Deutsch-polnischer Vertrag:Grüne bringen eigenen Antrag ein

Die Fraktionen im Bundestag ringen um eine Erklärung zum Jahrestag des deutsch-polnischen Vertrags: Wie soll die umstrittene Charta der Heimatvertriebenen darin vorkommen?

Von Joachim Käppner und Nico Fried

Im Streit über eine Erklärung des Bundestages zum 25. Jahrestag des deutsch-polnischen Vertrages bringen die Grünen nun einen eigenen Antrag ein. Sie ziehen damit die Konsequenz aus dem Scheitern der Gespräche mit der Koalition über eine Entschließung aller drei Fraktionen. Vor allem zwischen Union und Grünen konnte kein Einvernehmen darüber hergestellt werden, in welcher Form auf die sogenannte Charta der Heimatvertriebenen von 1950 und somit auf die Rolle der Vertriebenen im Aussöhnungsprozess mit Polen Bezug genommen werden soll.

"Die Zeiten im deutsch-polnischen Verhältnis sind schwierig", sagte Grünen-Fraktionschefin Katrin Göring-Eckardt der Süddeutschen Zeitung. Den Grünen sei sehr daran gelegen zu einem Kompromiss zu kommen: "Klar ist: Wenn auf die Charta Bezug genommen wird, muss sie historisch eindeutig eingeordnet sein." Im Grünen-Antrag wird nun erwähnt, dass der Versöhnungsgedanke auch von deutschen Heimatvertriebenen vorangetrieben worden sei, die den in der Charta geforderten Gewaltverzicht und den Appell für europäische Lösungen zur Richtschnur ihrer Arbeit machten, "auch wenn die Charta aufgrund des Postulats eines Rechts auf Heimat im Verständnis eines Rechts auf Rückkehr (. . .) in ihrer Versöhnungsleistung historisch nicht unumstritten ist".

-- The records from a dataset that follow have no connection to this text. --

use pofe_core::{ContextService, DocumentStore, SqliteDocumentStore};
use serde_json::json;

fn service() -> ContextService<SqliteDocumentStore> {
    let store = SqliteDocumentStore::open_in_memory().expect("in-memory store should open");
    store
        .create(
            "requirements",
            &json!({"requirements": [
                {"uid": "req-1", "title": "Login", "related_to": ["arch-1", "arch-missing"]}
            ]}),
        )
        .expect("layer should be created");
    store
        .create(
            "architecture",
            &json!({"architecture": {"components": [
                {"uid": "arch-1", "component": "Auth"},
                {"uid": "arch-2", "component": "Store", "related_to": []}
            ]}}),
        )
        .expect("layer should be created");
    ContextService::new(store)
}

#[test]
fn link_records_both_directions() {
    let service = service();

    assert!(service.link("req-1", "arch-2").expect("link should succeed"));

    let requirement = service
        .store()
        .find("req-1")
        .expect("find should succeed")
        .expect("uid should be indexed");
    let component = service
        .store()
        .find("arch-2")
        .expect("find should succeed")
        .expect("uid should be indexed");
    assert_eq!(
        requirement.item["related_to"],
        json!(["arch-1", "arch-missing", "arch-2"])
    );
    assert_eq!(component.item["related_to"], json!(["req-1"]));

    let bundle = service.gather("arch-2", 1).expect("gather should succeed");
    assert!(bundle.related.contains_key("req-1"));
}

#[test]
fn link_rejects_unknown_or_identical_endpoints() {
    let service = service();

    assert!(!service.link("req-1", "arch-404").expect("link should succeed"));
    assert!(!service.link("req-1", "req-1").expect("link should succeed"));
}

#[test]
fn repeated_link_does_not_duplicate_edges() {
    let service = service();

    service.link("req-1", "arch-2").expect("link should succeed");
    service.link("arch-2", "req-1").expect("link should succeed");

    let component = service
        .store()
        .find("arch-2")
        .expect("find should succeed")
        .expect("uid should be indexed");
    assert_eq!(component.item["related_to"], json!(["req-1"]));
}

#[test]
fn backfill_mirrors_resolvable_edges() {
    let service = service();

    assert_eq!(service.backfill_links("requirements").expect("backfill should succeed"), 1);
    assert_eq!(service.backfill_links("requirements").expect("backfill should succeed"), 0);

    let component = service
        .store()
        .find("arch-1")
        .expect("find should succeed")
        .expect("uid should be indexed");
    assert_eq!(component.item["related_to"], json!(["req-1"]));
    let doc = service.store().read("architecture").expect("layer should be readable");
    assert_eq!(doc["architecture"]["components"][0]["component"], "Auth");
}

Der Konflikt weitete sich am Mittwoch auf die Koalition aus, nachdem die SPD-Fraktion der Union mitgeteilt hatte, sie werde ohne die Grünen dem schon vereinbarten Antrag nicht zustimmen. Dies hatte in der Union für Unmut gesorgt. Die Charta wurde 1950 von den Verbänden der Vertriebenen verabschiedet. Die Heimatvertriebenen sprechen von einem Manifest der Versöhnung, in dem sie Verzicht auf Rache und Vergeltung übten. Kritiker wie die Publizisten Ralph Giordano und Micha Brumlik sahen in der Erklärung dagegen eine typische "Verdrängung und Verleugnung des Nationalsozialismus" und seiner Opfer sowie die Grundlage dafür, die Rückgabe der Ostgebiete zu fordern.